= Ahi Pepe MothNet =

Citizen science initiative based in Otago, New Zealand

Ahi Pepe MothNet (styled Ahi Pepe | MothNet) is a citizen science initiative based in Otago, New Zealand that aims to raise the awareness of moths among teachers and students.

== Name ==
Ahi Pepe (Māori for moth fire) refers to a traditional proverb (whakataukī) of Te Whiti o Rongomai about firelight attracting moths (pepe) instead of muttonbirds (tītī).

== Activities ==
Ahi Pepe began in 2015 as a project with four Otago schools, and continued with funding from Participatory Science Platform, Unlocking Curious Minds, and the Biological Heritage National Science Challenge. Collaborators include Otago Museum, Orokonui Ecosanctuary, the University of Otago, Te Rūnanga o Ngāi Tahu, Landcare Research and schools across the South Island.

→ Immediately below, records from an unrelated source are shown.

//! Shader Sources
//!
//! Everything between a shader file on disk and a linked program:
//!
//! | Module           | Responsibility                                        |
//! |------------------|-------------------------------------------------------|
//! | [`preprocessor`] | `#define` injection and recursive `#include` splicing  |
//! | [`compiler`]     | Source loading, transcompilation, program builds, diagnostics |
//! | [`rewrite`]      | Built-in pick shaders and vertex/instance index injection |

pub mod compiler;
pub mod preprocessor;
pub mod rewrite;

use std::fmt;

use serde::{Deserialize, Serialize};

pub use compiler::{
    CompileDiagnostic, ComputeSource, PassPrograms, PassSources, ShaderCompiler, StageCode,
    parse_compile_log,
};
pub use preprocessor::{IncludeResolver, PreprocessDiagnostic, PreprocessedSource, inject_macros};
pub use rewrite::{
    DEBUG_ID_FRAGMENT, PICK_COLOR_UNIFORM, PICK_INDEX_FRAGMENT, PickIndexSource, inject_pick_index,
};

/// A programmable pipeline stage.
#[derive(Debug, Clone, Copy, PartialEq, Eq, Hash, Serialize, Deserialize)]
pub enum ShaderStage {
    Vertex,
    Fragment,
    Geometry,
    Compute,
}

impl fmt::Display for ShaderStage {
    fn fmt(&self, f: &mut fmt::Formatter<'_>) -> fmt::Result {
        f.write_str(match self {
            Self::Vertex => "vertex",
            Self::Fragment => "fragment",
            Self::Geometry => "geometry",
            Self::Compute => "compute",
        })
    }
}

/// Source language of a shader file, detected from its extension
/// (see [`EngineSettings::language_of`](crate::settings::EngineSettings::language_of)).
///
/// Only [`Glsl`](Self::Glsl) is compiled directly; the others go through the
/// [`ShaderTranscompiler`](crate::services::ShaderTranscompiler).
#[derive(Debug, Clone, Copy, PartialEq, Eq, Hash, Serialize, Deserialize)]
pub enum ShaderLanguage {
    Glsl,
    VulkanGlsl,
    Hlsl,
}

impl ShaderLanguage {
    #[inline]
    #[must_use]
    pub fn is_native(self) -> bool {
        matches!(self, Self::Glsl)
    }
}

In October 2016, Ahi Pepe worked with Orokonui Ecosanctuary to install moth traps inside and outside the predator-proof fence, and school children worked alongside entomologists to identify the moths caught. The project has produced educational resources for schools in both English and Te Reo Māori. The South Island guide is the first educational resource to be written in the Kāi Tahu dialect.

In 2017, public donations enabled a delegation of Otago schoolchildren to give a presentation on Ahi Pepe at the World Indigenous Peoples Conference on Education in Toronto.

== Publications ==
2015 – Beginner’s Guide to the Otago Macro Moths

2016 – Puka Whakamārama o Te Pepe Nui - Beginners' Guide to the Macro Moths (South Island): eight booklets each covering a bioregion either in Kāi Tahu or English.

2017 – Puka Whakamārama o Te Pepe Nui - Beginners' Guide to the Macro Moths (North Island): eight booklets each covering a bioregion either in standard Te Reo Māori or English.

All publications are produced in English and Te Reo Māori editions.